Бессонов взглянул на нее пристально. Глаза ее слегка косили, рот слабо усмехался, на висках выступили маленькие капельки пота. И вдруг он почувствовал жадность к этой здоровой, близорукой девушке, взял ее большую и горячую руку, лежащую на столе, и сказал:
– Или уходите сейчас же… Или молчите… Едем. Так нужно…
Елизавета Киевна только вздохнула коротко, щеки ее побледнели. Она не чувствовала, как поднялась, как взяла Бессонова под руку, как в швейцарской надели на нее пальто. И когда они садились на извозчика, даже ветер не охладил ее пылающей кожи. Пролетка тарахтела по камням. Бессонов, опираясь о трость обеими руками и положив на них подбородок, говорил:
– Вы сказали, что я живу. Я жил. Мне 38 лет, но жизнь окончена. Меня не обманывает больше любовь. Что может быть грустнее, когда увидишь вдруг, что рыцарский конь – деревянная лошадка. И вот еще много, много времени нужно тащиться по этой жизни, как труп…
Он обернулся, верхняя губа его приподнялась с усмешкой.
– Видно, и мне, вместе с вами, нужно подождать, когда затрубят иерихонские трубы. Хорошо, если бы на этом кладбище вдруг раздалось тра-та-та! И – зарево по всему небу…
Они подъехали к загородной гостинице. Заспанный половой повел их по длинному коридору в единственный, оставшийся незанятым, номер. Это была низкая комната, с красными обоями, в трещинах и пятнах. У стены, под выцветшим балдахином, стояла большая кровать, в ногах ее – жестяной рукомойник. Пахло непроветренной сыростью и табачным перегаром. Пыльная лампочка тускло горела под потолком. Елизавета Киевна, стоя в дверях, спросила чуть слышно:
– Зачем вы привезли меня сюда?
– Нет, нет, здесь нам будет хорошо, – поспешно ответил Бессонов.
Он снял с нее пальто и шляпу и положил на сломанное креслице.

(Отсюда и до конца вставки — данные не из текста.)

//! Teacher list filtering: one combined predicate, a stable sort, and
//! last-request-wins settlement of overlapping searches.

use std::{
    cmp::Ordering,
    fmt,
    str::FromStr,
    sync::{Arc, Mutex, MutexGuard, PoisonError},
    time::Duration,
};

use shared::{
    domain::{Teacher, TeacherId},
    protocol::TeacherQuery,
};
use thiserror::Error;
use tracing::debug;

use crate::{
    command::{Command, CommandOutcome, TeacherSearch},
    error::CoreError,
    gateway::CommandGateway,
};

#[derive(Debug, Error, PartialEq, Eq)]
#[error("unknown {filter} '{value}'")]
pub struct ParseFilterError {
    filter: &'static str,
    value: String,
}

#[derive(Debug, Clone, Copy, Default, PartialEq, Eq)]
pub enum CourseCountBucket {
    #[default]
    All,
    /// No courses at all.
    Zero,
    /// One to three courses.
    Few,
    /// Four or more.
    Many,
}

impl CourseCountBucket {
    pub fn as_str(self) -> &'static str {
        match self {
            CourseCountBucket::All => "all",
            CourseCountBucket::Zero => "none",
            CourseCountBucket::Few => "few",
            CourseCountBucket::Many => "many",
        }
    }

    /// Teachers whose count is unknown are never filtered out.
    pub fn admits(self, course_count: Option<u32>) -> bool {
        let Some(count) = course_count else {
            return true;
        };
        match self {
            CourseCountBucket::All => true,
            CourseCountBucket::Zero => count == 0,
            CourseCountBucket::Few => (1..=3).contains(&count),
            CourseCountBucket::Many => count >= 4,
        }
    }
}

impl fmt::Display for CourseCountBucket {
    fn fmt(&self, f: &mut fmt::Formatter<'_>) -> fmt::Result {
        f.write_str(self.as_str())
    }
}

impl FromStr for CourseCountBucket {
    type Err = ParseFilterError;

    fn from_str(value: &str) -> Result<Self, Self::Err> {
        match value {
            "" | "all" => Ok(CourseCountBucket::All),
            "none" => Ok(CourseCountBucket::Zero),
            "few" => Ok(CourseCountBucket::Few),
            "many" => Ok(CourseCountBucket::Many),
            other => Err(ParseFilterError {
                filter: "course count bucket",
                value: other.to_string(),
            }),
        }
    }
}

#[derive(Debug, Clone, Copy, Default, PartialEq, Eq)]
pub enum SortField {
    /// Delivery order.
    #[default]
    Unsorted,
    CreatedAtAsc,
    CreatedAtDesc,
    NameAsc,
    RatingDesc,
}

impl SortField {
    pub fn as_str(self) -> &'static str {
        match self {
            SortField::Unsorted => "none",
            SortField::CreatedAtAsc => "createdAtAsc",
            SortField::CreatedAtDesc => "createdAtDesc",
            SortField::NameAsc => "nameAsc",
            SortField::RatingDesc => "ratingDesc",
        }
    }

    fn compare(self, a: &Teacher, b: &Teacher) -> Ordering {
        match self {
            SortField::Unsorted => Ordering::Equal,
            SortField::CreatedAtAsc => missing_last(a.created_at, b.created_at, |x, y| x.cmp(&y)),
            SortField::CreatedAtDesc => missing_last(a.created_at, b.created_at, |x, y| y.cmp(&x)),
            SortField::NameAsc => a.name.to_lowercase().cmp(&b.name.to_lowercase()),
            SortField::RatingDesc => missing_last(a.rating, b.rating, |x, y| y.cmp(&x)),
        }
    }
}

fn missing_last<T>(a: Option<T>, b: Option<T>, cmp: impl Fn(T, T) -> Ordering) -> Ordering {
    match (a, b) {
        (Some(a), Some(b)) => cmp(a, b),
        (Some(_), None) => Ordering::Less,
        (None, Some(_)) => Ordering::Greater,
        (None, None) => Ordering::Equal,
    }
}

impl fmt::Display for SortField {
    fn fmt(&self, f: &mut fmt::Formatter<'_>) -> fmt::Result {
        f.write_str(self.as_str())
    }
}

impl FromStr for SortField {
    type Err = ParseFilterError;

    fn from_str(value: &str) -> Result<Self, Self::Err> {
        match value {
            "" | "none" => Ok(SortField::Unsorted),
            "createdAtAsc" => Ok(SortField::CreatedAtAsc),
            "createdAtDesc" => Ok(SortField::CreatedAtDesc),
            "nameAsc" => Ok(SortField::NameAsc),
            "ratingDesc" => Ok(SortField::RatingDesc),
            other => Err(ParseFilterError {
                filter: "sort field",
                value: other.to_string(),
            }),
        }
    }
}

#[derive(Debug, Clone, Default, PartialEq, Eq)]
pub struct TeacherFilter {
    pub search: String,
    pub bucket: CourseCountBucket,
    pub sort: SortField,
}

impl TeacherFilter {
    pub fn to_query(&self) -> TeacherQuery {
        TeacherQuery {
            search: self.search.trim().to_string(),
            course_count: self.bucket.as_str().to_string(),
            sort: self.sort.as_str().to_string(),
        }
    }

    /// Case-insensitive substring match over name, slug, location and subjects,
    /// combined with the course-count bucket.
    pub fn matches(&self, teacher: &Teacher) -> bool {
        if !self.bucket.admits(teacher.course_count) {
            return false;
        }
        let needle = self.search.trim().to_lowercase();
        if needle.is_empty() {
            return true;
        }
        let hit = |haystack: &str| haystack.to_lowercase().contains(&needle);
        hit(teacher.name.as_str())
            || hit(teacher.slug.as_str())
            || teacher.location.as_deref().is_some_and(hit)
            || teacher.subjects.iter().any(|subject| hit(subject.as_str()))
    }
}

/// Visible teacher ids for `filter`, stable with respect to delivery order.
pub fn project<'a>(
    filter: &TeacherFilter,
    teachers: impl IntoIterator<Item = &'a Teacher>,
) -> Vec<TeacherId> {
    let mut visible: Vec<&Teacher> = teachers
        .into_iter()
        .filter(|teacher| filter.matches(teacher))
        .collect();
    visible.sort_by(|a, b| filter.sort.compare(a, b));
    visible.into_iter().map(|teacher| teacher.id.clone()).collect()
}

/// A filter snapshot tagged with the order it was requested in.
#[derive(Debug, Clone, PartialEq, Eq)]
pub struct ProjectionRequest {
    pub stamp: u64,
    pub filter: TeacherFilter,
}

#[derive(Debug, Default)]
pub struct TeacherProjector {
    filter: TeacherFilter,
    latest: u64,
    visible: Vec<TeacherId>,
}

impl TeacherProjector {
    pub fn new() -> Self {
        Self::default()
    }

    pub fn filter(&self) -> &TeacherFilter {
        &self.filter
    }

    pub fn visible(&self) -> &[TeacherId] {
        &self.visible
    }

    pub fn is_current(&self, stamp: u64) -> bool {
        stamp == self.latest
    }

    pub fn set_search(&mut self, search: impl Into<String>) -> ProjectionRequest {
        self.filter.search = search.into();
        self.next_request()
    }

    pub fn set_bucket(&mut self, bucket: CourseCountBucket) -> ProjectionRequest {
        self.filter.bucket = bucket;
        self.next_request()
    }

    pub fn set_sort(&mut self, sort: SortField) -> ProjectionRequest {
        self.filter.sort = sort;
        self.next_request()
    }

    pub fn set_filter(&mut self, filter: TeacherFilter) -> ProjectionRequest {
        self.filter = filter;
        self.next_request()
    }

    fn next_request(&mut self) -> ProjectionRequest {
        self.latest += 1;
        ProjectionRequest {
            stamp: self.latest,
            filter: self.filter.clone(),
        }
    }

    /// Settles a response. Anything but the latest request is dropped.
    pub fn accept(&mut self, request: &ProjectionRequest, teachers: &[Teacher]) -> bool {
        if !self.is_current(request.stamp) {
            debug!(
                stamp = request.stamp,
                latest = self.latest,
                "projector: discarding stale result"
            );
            return false;
        }
        self.visible = project(&request.filter, teachers);
        true
    }

    /// Re-derives the visible list from records already held locally.
    pub fn reproject<'a>(&mut self, teachers: impl IntoIterator<Item = &'a Teacher>) {
        self.visible = project(&self.filter, teachers);
    }
}

/// Drives a [`TeacherProjector`] through the gateway.
pub struct TeacherDirectory {
    gateway: Arc<CommandGateway>,
    projector: Mutex<TeacherProjector>,
    debounce: Duration,
}

impl TeacherDirectory {
    pub fn new(gateway: Arc<CommandGateway>, debounce: Duration) -> Self {
        Self {
            gateway,
            projector: Mutex::new(TeacherProjector::new()),
            debounce,
        }
    }

    fn projector(&self) -> MutexGuard<'_, TeacherProjector> {
        self.projector.lock().unwrap_or_else(PoisonError::into_inner)
    }

    pub fn filter(&self) -> TeacherFilter {
        self.projector().filter().clone()
    }

    pub fn visible(&self) -> Vec<TeacherId> {
        self.projector().visible().to_vec()
    }

    /// Visible teachers resolved against the store, in display order.
    pub fn visible_teachers(&self) -> Vec<Teacher> {
        let ids = self.visible();
        self.gateway.read(|store| {
            ids.iter()
                .filter_map(|id| store.teachers.get(id).cloned())
                .collect()
        })
    }

    /// Each setter returns whether its own result became the visible list.
    pub async fn set_search(&self, search: impl Into<String>) -> Result<bool, CoreError> {
        let request = self.projector().set_search(search);
        self.refresh(request).await
    }

    pub async fn set_bucket(&self, bucket: CourseCountBucket) -> Result<bool, CoreError> {
        let request = self.projector().set_bucket(bucket);
        self.refresh(request).await
    }

    pub async fn set_sort(&self, sort: SortField) -> Result<bool, CoreError> {
        let request = self.projector().set_sort(sort);
        self.refresh(request).await
    }

    pub async fn set_filter(&self, filter: TeacherFilter) -> Result<bool, CoreError> {
        let request = self.projector().set_filter(filter);
        self.refresh(request).await
    }

    pub fn reproject_from_store(&self) {
        let teachers: Vec<Teacher> = self
            .gateway
            .read(|store| store.teachers.list().into_iter().cloned().collect());
        self.projector().reproject(&teachers);
    }

    async fn refresh(&self, request: ProjectionRequest) -> Result<bool, CoreError> {
        if !self.debounce.is_zero() {
            tokio::time::sleep(self.debounce).await;
            if !self.projector().is_current(request.stamp) {
                debug!(stamp = request.stamp, "projector: superseded before dispatch");
                return Ok(false);
            }
        }

        let command = Command::FetchTeachers(TeacherSearch {
            query: request.filter.to_query(),
            request: request.stamp,
        });
        let teachers = match self.gateway.dispatch(command).await {
            Ok(CommandOutcome::Teachers(teachers)) => teachers,
            Ok(_) => return Ok(false),
            Err(_) if !self.projector().is_current(request.stamp) => {
                debug!(stamp = request.stamp, "projector: ignoring failure of stale search");
                return Ok(false);
            }
            Err(err) => return Err(err),
        };
        Ok(self.projector().accept(&request, &teachers))
    }
}

#[cfg(test)]
#[path = "tests/projector_tests.rs"]
mod tests;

Половой принес бутылку шампанского, мелких яблочек и кисть винограда с пробковыми опилками, заглянул в рукомойник и скрылся все так же хмуро.
Елизавета Киевна отогнула штору на окне, – там, среди мокрого пустыря, горел газовый фонарь и ехали огромные бочки, с согнувшимися под рогожами людьми на козлах. Она усмехнулась, подошла к зеркалу и стала поправлять себе волосы какими-то новыми, незнакомыми самой себе движениями. «Завтра опомнюсь, – сойду с ума», – подумала она спокойно и расправила полосатый бант. Бессонов спросил:
– Вина хотите?
– Да, хочу.
Она села на диван, он опустился у ее ног на коврик и проговорил, словно в раздумье:
– У вас странные глаза: дикие и кроткие. Русские глаза. Вы любите меня?
Тогда она опять растерялась, но сейчас же подумала: «Нет. Это и есть безумие». Взяла из его рук стакан, полный вина, и выпила; и сейчас же голова медленно закружилась, словно опрокидываясь.
– Я вас боюсь и, должно быть, возненавижу, – сказала Елизавета Киевна, с усмешкой прислушиваясь, как словно издалека звучат ее и не ее слова, – не смейте так смотреть на меня, слышите?
– Вы странная девушка.
– Бессонов, слушайте, вы очень опасный человек. Я ведь из раскольничьей семьи, я в дьявола верю… Ах, боже мой, не смотрите же так на меня. Я знаю, зачем я вам понадобилась… Я вас боюсь, честное слово…
Она громко засмеялась, все тело ее задрожало от смеха, и в руках расплескалось вино из стакана. Бессонов опустил ей в колени лицо.